Dataset records:

--- START ---

use thiserror::Error;

/// Errors that can occur in this crate.
#[derive(Debug, Error)]
pub enum ServiceError {
    /// A frame body could not be decoded.
    #[error("decode error: {0}")]
    Decode(String),

    /// A message could not be encoded.
    #[error("encode error: {0}")]
    Encode(String),

    /// A frame exceeded the size cap.
    #[error("frame too large: {0} bytes")]
    FrameTooLarge(usize),

    /// IO operation failed.
    #[error("{0}: {1}")]
    Io(&'static str, #[source] std::io::Error),

    /// The server answered a request with a failure.
    #[error("remote error: {0}")]
    Remote(String),

    /// Assignment store failure.
    #[error(transparent)]
    Store(#[from] shardmaster_store::StoreError),

    /// The server answered with a response of the wrong kind.
    #[error("unexpected response kind")]
    UnexpectedResponse,
}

--- END ---

About this task: This task calls for an exact reproduction of the lines that start at the one containing "Assignment store failure." and continue to the end of the entries above.

Answer section:
    /// Assignment store failure.
    #[error(transparent)]
    Store(#[from] shardmaster_store::StoreError),

    /// The server answered with a response of the wrong kind.
    #[error("unexpected response kind")]
    UnexpectedResponse,
}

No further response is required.